Untersuchungen zur Zink-modulierten Signaltransduktion in Säugerzellen: Die Auswirkungen von Signalwegen auf die Zinkhomöostase.

Zinc, as a divalent cation, is an essential trace element and fulfils a regulatory function in a frequently growing number of proteins. Because zinc is known to directly regulate and modulate the activity of transcription factors and enzymes as well as playing a crucial role in differentiation, proliferation and apoptotic cell death, a second messenger function for this metal ion has been discussed. For this reason the present work addresses the influence of zinc ions on intracellular signal transduction pathways. Major emphasis was put on enzyme-modulated zinc im- and export mechanisms as well as the initiation of programmed cell death in C6 rat glioma cells. Studies focused on intracellular signal transduction pathways identified phoshodiesterases and the phospholipase C to be involved in cellular zinc in- and efflux. Furthermore the extent of cAMP- and PKA-participation in cellular zinc transport is still questionable but involvement of cGMP, calcium, protein kinase C and G as well as the guanylate cyclase could be excluded in this context.
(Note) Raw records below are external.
//! Provisioning - Playback URL Orchestration
//!
//! ## Responsibilities
//!
//! - Selection of cameras that still need a playback URL
//! - Per-camera in-flight guard so a camera is provisioned at most once
//!   per outstanding attempt
//! - Normalizing and applying bulk provisioning results
//!
//! The guard set and sweep latch are plain owned state; the
//! [`crate::camera_directory`] module decides where they live and when
//! they reset. Mutations happen synchronously relative to the triggering
//! call, never across an await, which keeps them safe under cooperative
//! scheduling without extra locking.

pub mod merge;

use crate::camera_directory::types::CameraRecord;
use std::collections::HashSet;

/// Set of camera IDs with a provisioning attempt currently in flight
#[derive(Debug, Default)]
pub struct ProvisioningGuardSet {
    in_flight: HashSet<String>,
}

impl ProvisioningGuardSet {
    /// Create empty guard set
    pub fn new() -> Self {
        Self::default()
    }

    /// Mark a camera as in flight. Returns false if it already was.
    pub fn begin(&mut self, camera_id: &str) -> bool {
        self.in_flight.insert(camera_id.to_string())
    }

    /// Clear a camera's in-flight marker once its attempt settles,
    /// success or failure, so a later sweep can retry.
    pub fn settle(&mut self, camera_id: &str) {
        self.in_flight.remove(camera_id);
    }

    /// Whether a camera currently has an attempt in flight
    pub fn contains(&self, camera_id: &str) -> bool {
        self.in_flight.contains(camera_id)
    }

    /// Wholesale reset, used when the collection is reloaded
    pub fn clear(&mut self) {
        self.in_flight.clear();
    }

    pub fn len(&self) -> usize {
        self.in_flight.len()
    }

    pub fn is_empty(&self) -> bool {
        self.in_flight.is_empty()
    }
}

/// A camera selected for a provisioning attempt
#[derive(Debug, Clone, PartialEq, Eq)]
pub struct ProvisionTarget {
    pub camera_id: String,
    pub source_url: String,
}

/// Outcome of a provisioning pass
#[derive(Debug, Clone, Default, PartialEq, Eq)]
pub struct ProvisionOutcome {
    /// Cameras included in the outbound request
    pub attempted: usize,
    /// Cameras that gained a playback URL
    pub resolved: usize,
}

/// Select cameras eligible for a provisioning sweep: well-formed source,
/// no playback URL, and not already guarded. Marks every selected camera
/// in the guard set before returning.
pub fn select_and_guard(
    cameras: &[CameraRecord],
    guard: &mut ProvisioningGuardSet,
) -> Vec<ProvisionTarget> {
    let mut targets = Vec::new();

    for camera in cameras {
        if !camera.needs_provisioning() || guard.contains(&camera.camera_id) {
            continue;
        }
        // needs_provisioning implies source_url is present
        let Some(source_url) = camera.source_url.clone() else {
            continue;
        };
        guard.begin(&camera.camera_id);
        targets.push(ProvisionTarget {
            camera_id: camera.camera_id.clone(),
            source_url,
        });
    }

    targets
}

/// Distinct source URLs for the outbound bulk request, in first-seen order
pub fn distinct_sources(targets: &[ProvisionTarget]) -> Vec<String> {
    let mut seen = HashSet::new();
    targets
        .iter()
        .filter(|t| seen.insert(t.source_url.as_str()))
        .map(|t| t.source_url.clone())
        .collect()
}

#[cfg(test)]
mod tests {
    use super::*;
    use chrono::Utc;

    fn camera(id: &str, source: Option<&str>, playback: Option<&str>) -> CameraRecord {
        CameraRecord {
            camera_id: id.to_string(),
            name: id.to_string(),
            source_url: source.map(String::from),
            playback_url: playback.map(String::from),
            created_at: Utc::now(),
            updated_at: None,
        }
    }

    #[test]
    fn test_select_filters_and_guards() {
        let cameras = vec![
            camera("cam1", Some("rtsp://host/1"), None),
            camera("cam2", Some("rtsp://host/2"), Some("https://host/2.m3u8")),
            camera("cam3", None, None),
            camera("cam4", Some("http://host/4"), None),
        ];
        let mut guard = ProvisioningGuardSet::new();

        let targets = select_and_guard(&cameras, &mut guard);
        assert_eq!(targets.len(), 1);
        assert_eq!(targets[0].camera_id, "cam1");
        assert!(guard.contains("cam1"));
        assert_eq!(guard.len(), 1);
    }

    #[test]
    fn test_guarded_camera_is_skipped() {
        let cameras = vec![camera("cam1", Some("rtsp://host/1"), None)];
        let mut guard = ProvisioningGuardSet::new();

        let first = select_and_guard(&cameras, &mut guard);
        assert_eq!(first.len(), 1);

        // Second sweep while the attempt is still in flight selects nothing
        let second = select_and_guard(&cameras, &mut guard);
        assert!(second.is_empty());

        // After the attempt settles the camera is eligible again
        guard.settle("cam1");
        let third = select_and_guard(&cameras, &mut guard);
        assert_eq!(third.len(), 1);
    }

    #[test]
    fn test_distinct_sources_dedupes() {
        let targets = vec![
            ProvisionTarget {
                camera_id: "cam1".to_string(),
                source_url: "rtsp://host/shared".to_string(),
            },
            ProvisionTarget {
                camera_id: "cam2".to_string(),
                source_url: "rtsp://host/shared".to_string(),
            },
            ProvisionTarget {
                camera_id: "cam3".to_string(),
                source_url: "rtsp://host/3".to_string(),
            },
        ];
        let sources = distinct_sources(&targets);
        assert_eq!(sources, vec!["rtsp://host/shared", "rtsp://host/3"]);
    }
}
Additionally C6 cells were examined with regard to the existence of a zinc-binding, extracellular cell-surface receptor which is specifically activated by zinc ions and might influence the intracellular zinc homeostasis by releasing calcium ions from cytosolic stores. Studies with C6 cells showed, in contrast to A459 cells (human lung carcinoma cells), no evidence for the so-called zinc-sensing receptor . Methodical results of the present work showed that S-nitroso-compounds have the ability to extract zinc ions from the previously formed zinc/Zinquin-complex. Furthermore the results of chromatographic and spectrographic studies of the PLC-activator m-3M3FBS lead to an exclusion of this component from fluorimetric studies due to its emitted auto-fluorescence and decay induced by UV-light.